The other thing to bear in mind with the 3Gb 1060 is Nvidia nerfed the specs, some of CUDA cores have been cut and a full streaming multiprocessor (SM) has been disabled.
 
I agree, the 7970 is still plodding along decently, can't say the same for the nVidia 5 series or even most of the 7 series.

7 series isn't actually as bad as some sites/benchmarks make out - I can only imagine many tech sites keep some ropey old Kepler cards around or limit the boost clocks or something - most user benchmarks with gameplay sections still show them holding up well enough (though I certainly wouldn't recommend them over the alternatives these days).
 
7 series isn't actually as bad as some sites/benchmarks make out - I can only imagine many tech sites keep some ropey old Kepler cards around or limit the boost clocks or something - most user benchmarks with gameplay sections still show them holding up well enough (though I certainly wouldn't recommend them over the alternatives these days).
Can't really agree with that, having ditched a 780 earlier in the year. One that was a good overclocker too, going well past 1200MHz once flashed with the Skyn3t BIOS to remove its shackles (although the Elpida memory was complete trash, as always). The experience in many newer titles was just awful, despite the fact that in most older games it could keep up with a 970. Just Cause 3 in particular was one that drove me up the wall, coming nowhere near a locked 60fps at 1080p even with a bunch of settings turned down/off, whereas a 970 is more than enough for it maxed out. It just seems to hate Kepler. VRAM limitations were a constant thorn in newer games too. 3GB isn't enough any more, even at 1080p. Even just stepping up to 4GB improves things massively, as so many newer games sit in that 3-4GB range now at 1080p.

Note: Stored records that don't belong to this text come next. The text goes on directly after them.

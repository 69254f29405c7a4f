//! Crate-wide error type.
//!
//! Most data-shape problems (bad block keys, missing payloads, lookup misses)
//! are silent no-ops and never reach this type. [`Error`] is reserved for the
//! `try_*` / `require*` entry points, where the caller explicitly demanded a
//! result and silence would hide a wiring bug.

use crate::mvc::unit::Role;

/// Errors raised by the explicit, failing entry points.
#[derive(Debug, thiserror::Error)]
pub enum Error {
    #[error("no {role} registered under key {key:?}")]
    MissingUnit { role: Role, key: String },
    #[error("invalid block key: {0}")]
    InvalidBlockKey(String),
    #[error("no block at key {0}")]
    MissingBlock(String),
    #[error("cannot parse attribute {attribute}={value:?}: {message}")]
    AttributeParse {
        attribute: String,
        value: String,
        message: String,
    },
}

/// Result alias used across the crate.
pub type Result<T> = std::result::Result<T, Error>;

#[cfg(test)]
mod tests {
    use super::*;

    #[test]
    fn missing_unit_names_role_and_key() {
        let err = Error::MissingUnit {
            role: Role::Controller,
            key: "color".into(),
        };
        assert_eq!(err.to_string(), "no controller registered under key \"color\"");
    }

    #[test]
    fn attribute_parse_message() {
        let err = Error::AttributeParse {
            attribute: "max-count".into(),
            value: "lots".into(),
            message: "expected u32".into(),
        };
        assert_eq!(
            err.to_string(),
            "cannot parse attribute max-count=\"lots\": expected u32"
        );
    }
}
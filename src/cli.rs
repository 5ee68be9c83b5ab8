// imgbound/src/cli.rs
use crate::core::{ResizeAlgorithm, TargetFormat, DEFAULT_MAX_DIMENSION, DEFAULT_QUALITY};
use crate::processors::FailurePolicy;
use clap::{Parser, Subcommand, ValueEnum};
use std::path::PathBuf;

#[derive(Parser, Debug)]
#[command(name = "imgbound", version, about = "Fit images into a bounding box and re-encode them")]
pub struct Cli {
    /// Enable debug logging
    #[arg(short, long, global = true)]
    pub verbose: bool,

    #[command(subcommand)]
    pub command: Commands,
}

#[derive(Subcommand, Debug)]
pub enum Commands {
    /// Resize a single image
    Resize {
        /// Image to resize
        input: PathBuf,

        /// Output file (defaults to <stem>_resized.<ext> beside the input)
        #[arg(short, long)]
        output: Option<PathBuf>,

        /// Longest side of the result, in pixels
        #[arg(short, long, default_value_t = DEFAULT_MAX_DIMENSION, value_parser = clap::value_parser!(u32).range(1..))]
        max_dimension: u32,

        /// Encoding quality (0-100, only used by lossy formats)
        #[arg(short, long, default_value_t = DEFAULT_QUALITY, value_parser = clap::value_parser!(u8).range(0..=100))]
        quality: u8,

        /// Output format
        #[arg(short, long, value_enum, default_value_t = Format::Tiff)]
        format: Format,

        /// Resampling filter
        #[arg(short, long, value_enum, default_value_t = Algorithm::Bicubic)]
        algorithm: Algorithm,

        /// Run a lossless optimization pass over PNG output
        #[arg(long)]
        optimize_png: bool,
    },

    /// Resize every image in a directory
    Batch {
        /// Directory holding the source images
        input: PathBuf,

        /// Directory to write results into
        output: PathBuf,

        #[arg(short, long, default_value_t = DEFAULT_MAX_DIMENSION, value_parser = clap::value_parser!(u32).range(1..))]
        max_dimension: u32,

        #[arg(short, long, default_value_t = DEFAULT_QUALITY, value_parser = clap::value_parser!(u8).range(0..=100))]
        quality: u8,

        #[arg(short, long, value_enum, default_value_t = Format::Tiff)]
        format: Format,

        #[arg(short, long, value_enum, default_value_t = Algorithm::Bicubic)]
        algorithm: Algorithm,

        /// Descend into subdirectories
        #[arg(short, long)]
        recursive: bool,

        /// Whether a failed file stops the batch or is skipped
        #[arg(long, value_enum, default_value_t = OnError::Abort)]
        on_error: OnError,

        /// Delete each source image after its output has been written
        #[arg(long)]
        delete_originals: bool,

        #[arg(long)]
        optimize_png: bool,
    },
}

#[derive(ValueEnum, Clone, Copy, Debug, PartialEq, Eq)]
pub enum Algorithm {
    Nearest,
    Bilinear,
    Bicubic,
    Lanczos3,
}

impl From<Algorithm> for ResizeAlgorithm {
    fn from(algorithm: Algorithm) -> Self {
        match algorithm {
            Algorithm::Nearest => ResizeAlgorithm::Nearest,
            Algorithm::Bilinear => ResizeAlgorithm::Bilinear,
            Algorithm::Bicubic => ResizeAlgorithm::Bicubic,
            Algorithm::Lanczos3 => ResizeAlgorithm::Lanczos3,
        }
    }
}

/// Output formats with an encoder in this build.
#[derive(ValueEnum, Clone, Copy, Debug, PartialEq, Eq)]
pub enum Format {
    Tiff,
    Jpeg,
    Png,
    Bmp,
    Gif,
    /// Lossless WebP
    Webp,
}

impl From<Format> for TargetFormat {
    fn from(format: Format) -> Self {
        match format {
            Format::Tiff => TargetFormat::Tiff,
            Format::Jpeg => TargetFormat::Jpeg,
            Format::Png => TargetFormat::Png,
            Format::Bmp => TargetFormat::Bmp,
            Format::Gif => TargetFormat::Gif,
            Format::Webp => TargetFormat::WebP,
        }
    }
}

#[derive(ValueEnum, Clone, Copy, Debug, PartialEq, Eq)]
pub enum OnError {
    Abort,
    Skip,
}

impl From<OnError> for FailurePolicy {
    fn from(on_error: OnError) -> Self {
        match on_error {
            OnError::Abort => FailurePolicy::Abort,
            OnError::Skip => FailurePolicy::Skip,
        }
    }
}
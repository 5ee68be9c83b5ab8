// imgbound/src/processors/dimensions.rs
//! Bounding-box dimension math. Pure functions, no image data involved.

/// Computes the output size that fits `source_width` x `source_height` into a
/// square of side `max_dimension`, preserving aspect ratio.
///
/// The larger side becomes `max_dimension`. The width branch is taken only
/// when width strictly exceeds height, so square images scale by height.
/// The smaller side is rounded half-to-even and never drops below 1.
///
/// ```
/// use imgbound::compute_target_size;
///
/// assert_eq!(compute_target_size(4000, 2000, 1500), (1500, 750));
/// assert_eq!(compute_target_size(1000, 1000, 500), (500, 500));
/// ```
pub fn compute_target_size(source_width: u32, source_height: u32, max_dimension: u32) -> (u32, u32) {
    debug_assert!(source_width > 0 && source_height > 0);
    debug_assert!(max_dimension > 0);

    if source_width > source_height {
        let height = scale_side(source_height, max_dimension, source_width);
        (max_dimension, height)
    } else {
        let width = scale_side(source_width, max_dimension, source_height);
        (width, max_dimension)
    }
}

fn scale_side(side: u32, max_dimension: u32, larger: u32) -> u32 {
    let scaled = (side as u64 * max_dimension as u64) as f64 / larger as f64;
    (scaled.round_ties_even() as u32).max(1)
}

#[cfg(test)]
mod tests {
    use super::*;

    #[test]
    fn landscape_maps_width_to_max() {
        assert_eq!(compute_target_size(4000, 2000, 1500), (1500, 750));
    }

    #[test]
    fn portrait_maps_height_to_max() {
        assert_eq!(compute_target_size(600, 1200, 300), (150, 300));
    }

    #[test]
    fn square_takes_height_branch() {
        assert_eq!(compute_target_size(1000, 1000, 500), (500, 500));
        assert_eq!(compute_target_size(7, 7, 3), (3, 3));
    }

    #[test]
    fn upscales_small_sources() {
        assert_eq!(compute_target_size(100, 50, 1000), (1000, 500));
    }

    #[test]
    fn rounds_half_to_even() {
        // 3 * 5 / 6 = 2.5 -> 2; 5 * 7 / 10 = 3.5 -> 4
        assert_eq!(compute_target_size(6, 3, 5), (5, 2));
        assert_eq!(compute_target_size(10, 5, 7), (7, 4));
    }

    #[test]
    fn extreme_aspect_never_yields_zero() {
        assert_eq!(compute_target_size(10_000, 1, 100), (100, 1));
        assert_eq!(compute_target_size(1, 10_000, 100), (1, 100));
    }

    #[test]
    fn large_sides_do_not_overflow() {
        assert_eq!(compute_target_size(u32::MAX, u32::MAX / 2, 2), (2, 1));
    }

    #[test]
    fn larger_side_always_equals_max_and_aspect_holds() {
        for w in (1..=240).step_by(7) {
            for h in (1..=240).step_by(11) {
                for m in [1u32, 2, 17, 100, 999] {
                    let (out_w, out_h) = compute_target_size(w, h, m);
                    assert_eq!(out_w.max(out_h), m, "{}x{} -> {}", w, h, m);
                    assert!(out_w >= 1 && out_h >= 1);

                    if w > h {
                        let exact = h as f64 * m as f64 / w as f64;
                        assert!((out_h as f64 - exact).abs() <= 1.0);
                    } else {
                        assert_eq!(out_h, m);
                        let exact = w as f64 * m as f64 / h as f64;
                        assert!((out_w as f64 - exact).abs() <= 1.0);
                    }
                }
            }
        }
    }
}
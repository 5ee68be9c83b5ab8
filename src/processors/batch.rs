// imgbound/src/processors/batch.rs
use crate::core::processor::ImageResizer;
use crate::core::{ResizeError, Result, TargetFormat};
use crate::utils::{format_file_size, is_supported_format, unique_output_path};
use indicatif::{ProgressBar, ProgressStyle};
use std::collections::HashSet;
use std::fs::File;
use std::io::{BufWriter, Write};
use std::path::{Path, PathBuf};
use walkdir::WalkDir;

/// What to do when one file in a batch fails.
#[derive(Debug, Clone, Copy, PartialEq, Eq, Default)]
pub enum FailurePolicy {
    /// Stop at the first failure and return its error.
    #[default]
    Abort,
    /// Record the failure and carry on with the next file.
    Skip,
}

#[derive(Debug, Default)]
pub struct BatchReport {
    pub processed: Vec<PathBuf>,
    pub failures: Vec<(PathBuf, String)>,
    pub deleted_count: usize,
    pub delete_failures: Vec<(PathBuf, String)>,
    pub total_size_before: u64,
    pub total_size_after: u64,
}

impl BatchReport {
    pub fn processed_count(&self) -> usize {
        self.processed.len()
    }

    pub fn savings_percent(&self) -> f64 {
        if self.total_size_before == 0 {
            return 0.0;
        }

        let savings = (self.total_size_before as f64 - self.total_size_after as f64)
            / self.total_size_before as f64
            * 100.0;
        savings.clamp(0.0, 100.0)
    }
}

/// Runs an [`ImageResizer`] over many files, one after another, writing each
/// result into an output directory.
pub struct BatchProcessor {
    resizer: ImageResizer,
    format: TargetFormat,
    policy: FailurePolicy,
    recursive: bool,
    delete_originals: bool,
    show_progress: bool,
}

impl BatchProcessor {
    pub fn new(resizer: ImageResizer, format: TargetFormat) -> Self {
        Self {
            resizer,
            format,
            policy: FailurePolicy::default(),
            recursive: false,
            delete_originals: false,
            show_progress: false,
        }
    }

    pub fn with_policy(mut self, policy: FailurePolicy) -> Self {
        self.policy = policy;
        self
    }

    pub fn with_recursion(mut self, recursive: bool) -> Self {
        self.recursive = recursive;
        self
    }

    /// Remove each source once the whole batch is done and its output exists.
    pub fn with_delete_originals(mut self, delete: bool) -> Self {
        self.delete_originals = delete;
        self
    }

    pub fn with_progress(mut self, show: bool) -> Self {
        self.show_progress = show;
        self
    }

    pub fn process_directory(&self, input_dir: &Path, output_dir: &Path) -> Result<BatchReport> {
        self.validate_paths(input_dir, output_dir)?;

        let image_paths = self.collect_image_paths(input_dir);

        if image_paths.is_empty() {
            log::warn!("No image files found in {}", input_dir.display());
            return Ok(BatchReport::default());
        }

        log::info!(
            "Processing {} images from {}",
            image_paths.len(),
            input_dir.display()
        );

        self.process_files(&image_paths, output_dir)
    }

    /// Processes `paths` in order. With [`FailurePolicy::Abort`] the first
    /// failure is returned and no originals are deleted.
    ///
    /// Output names are fixed before any file is written, so two sources that
    /// share a stem never write to the same file.
    pub fn process_files(&self, paths: &[PathBuf], output_dir: &Path) -> Result<BatchReport> {
        std::fs::create_dir_all(output_dir)?;
        let output_paths = self.plan_outputs(paths, output_dir)?;

        let pb = self.create_progress_bar(paths.len());
        let mut report = BatchReport::default();

        for (input_path, output_path) in paths.iter().zip(&output_paths) {
            pb.set_message(display_name(input_path));

            match self.process_one(input_path, output_path) {
                Ok((before, after)) => {
                    report.total_size_before += before;
                    report.total_size_after += after;
                    report.processed.push(input_path.clone());
                }
                Err(e) => match self.policy {
                    FailurePolicy::Abort => {
                        pb.abandon_with_message(format!("Failed on {}", input_path.display()));
                        log::error!("Aborting batch at {}: {}", input_path.display(), e);
                        return Err(e);
                    }
                    FailurePolicy::Skip => {
                        log::warn!("Skipping {}: {}", input_path.display(), e);
                        report.failures.push((input_path.clone(), e.to_string()));
                    }
                },
            }

            pb.inc(1);
        }

        if self.delete_originals {
            self.delete_processed(&mut report);
        }

        pb.finish_with_message(format!(
            "Processed {} images ({:.1}% size reduction)",
            report.processed_count(),
            report.savings_percent()
        ));

        log::info!(
            "Batch complete: {} processed, {} failed, {} deleted, {} -> {}",
            report.processed_count(),
            report.failures.len(),
            report.deleted_count,
            format_file_size(report.total_size_before),
            format_file_size(report.total_size_after)
        );

        Ok(report)
    }

    /// Picks one distinct output file per source. Fails if an output would
    /// land on one of the sources themselves.
    fn plan_outputs(&self, paths: &[PathBuf], output_dir: &Path) -> Result<Vec<PathBuf>> {
        let sources: HashSet<PathBuf> = paths
            .iter()
            .filter_map(|path| path.canonicalize().ok())
            .collect();

        let mut taken = HashSet::new();
        let mut outputs = Vec::with_capacity(paths.len());

        for input_path in paths {
            let output_path = unique_output_path(input_path, output_dir, self.format, &taken)?;

            if let Ok(resolved) = output_path.canonicalize() {
                if sources.contains(&resolved) {
                    return Err(ResizeError::InvalidArgument(format!(
                        "Output {} would overwrite a source image",
                        output_path.display()
                    )));
                }
            }

            if let Some(name) = output_path.file_name() {
                taken.insert(name.to_string_lossy().to_lowercase());
            }
            if output_path.file_stem() != input_path.file_stem() {
                log::warn!(
                    "{} shares its name with another source, writing {}",
                    input_path.display(),
                    output_path.display()
                );
            }
            outputs.push(output_path);
        }

        Ok(outputs)
    }

    fn process_one(&self, input_path: &Path, output_path: &Path) -> Result<(u64, u64)> {
        let mut stream = self.resizer.resize(input_path, self.format)?;
        let size_before = std::fs::metadata(input_path)?.len();

        let mut writer = BufWriter::new(File::create(output_path)?);
        let size_after = std::io::copy(&mut stream, &mut writer)?;
        writer.flush()?;

        log::debug!("Wrote {}", output_path.display());

        Ok((size_before, size_after))
    }

    /// Deletes every processed source. A failed delete is recorded and the
    /// rest still run, so the report always says which originals are gone.
    fn delete_processed(&self, report: &mut BatchReport) {
        for path in &report.processed {
            match std::fs::remove_file(path) {
                Ok(()) => {
                    report.deleted_count += 1;
                    log::debug!("Deleted original {}", path.display());
                }
                Err(e) => {
                    log::warn!("Could not delete {}: {}", path.display(), e);
                    report.delete_failures.push((path.clone(), e.to_string()));
                }
            }
        }
    }

    fn collect_image_paths(&self, input_dir: &Path) -> Vec<PathBuf> {
        let walker = if self.recursive {
            WalkDir::new(input_dir)
        } else {
            WalkDir::new(input_dir).max_depth(1)
        };

        let mut paths: Vec<PathBuf> = walker
            .into_iter()
            .filter_map(|entry| entry.ok())
            .filter(|entry| entry.file_type().is_file())
            .filter(|entry| is_supported_format(entry.path()))
            .map(|entry| entry.into_path())
            .collect();

        paths.sort();
        paths
    }

    fn create_progress_bar(&self, total: usize) -> ProgressBar {
        if !self.show_progress {
            return ProgressBar::hidden();
        }

        let pb = ProgressBar::new(total as u64);
        let style = ProgressStyle::default_bar()
            .template("{spinner:.green} [{elapsed_precise}] [{bar:40.cyan/blue}] {pos}/{len} ({eta}) {msg}")
            .unwrap_or_else(|_| ProgressStyle::default_bar())
            .progress_chars("#>-");
        pb.set_style(style);
        pb
    }

    pub fn validate_paths(&self, input_dir: &Path, output_dir: &Path) -> Result<()> {
        if !input_dir.exists() {
            return Err(ResizeError::InvalidArgument(format!(
                "Input directory does not exist: {}",
                input_dir.display()
            )));
        }

        if !input_dir.is_dir() {
            return Err(ResizeError::InvalidArgument(format!(
                "Input path is not a directory: {}",
                input_dir.display()
            )));
        }

        if output_dir.exists() && !output_dir.is_dir() {
            return Err(ResizeError::InvalidArgument(format!(
                "Output path exists but is not a directory: {}",
                output_dir.display()
            )));
        }

        std::fs::create_dir_all(output_dir)?;

        // Compare resolved paths so `d`, `./d` and symlinks to `d` all match.
        let input_resolved = input_dir.canonicalize()?;
        let output_resolved = output_dir.canonicalize()?;

        if input_resolved == output_resolved {
            return Err(ResizeError::InvalidArgument(
                "Input and output directories cannot be the same".to_string(),
            ));
        }

        if self.recursive && output_resolved.starts_with(&input_resolved) {
            return Err(ResizeError::InvalidArgument(format!(
                "Output directory {} is inside the input directory and would be scanned",
                output_dir.display()
            )));
        }

        Ok(())
    }
}

fn display_name(path: &Path) -> String {
    path.file_name()
        .map(|name| name.to_string_lossy().into_owned())
        .unwrap_or_default()
}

They're not terrible by any means, especially if you're playing mainly older stuff, but the power consumption and heat combined with the massively unpredictable performance in new games made me absolutely delighted to be rid of it. The frustration of running every benchmark around and seeing it match (sometimes beat even) a 970 and then firing up a game and the performance just not being there was immense. It's the only card I've ever had that I really came to hate.
 
The 900 series doesn't look like it has much more of a good use future.

They don't have DX12 or Vulkan support beyond the most basic level, a lot of promises of DX12 feature levels for them that have never materialised and never will.

Mean while.... AMD's 4 year old GCN 1.1 GPU's have more support than Nvidia's latest and greatest.
knocking new GPU's out just for the sake of it...?

Its why i don't want a 1070, i'll wait a bit to see Vega.

but what if dx12 is another dx10 ? ;)

there is nothing really of merit on dx12.

also rememeber games need to sell ! so with the 970 gtx being one of the biggest cards ever sold sales wise it will get support for a good while yet so will the 980.
 
also rememeber games need to sell ! so with the 970 gtx being one of the biggest cards ever sold sales wise it will get support for a good while yet so will the 980.

Fair point this. In the steam hardware survey the 970 has a 5% market share and the old 750ti comes 4th!. The 1070 features but the RX480 is nowhere in sight.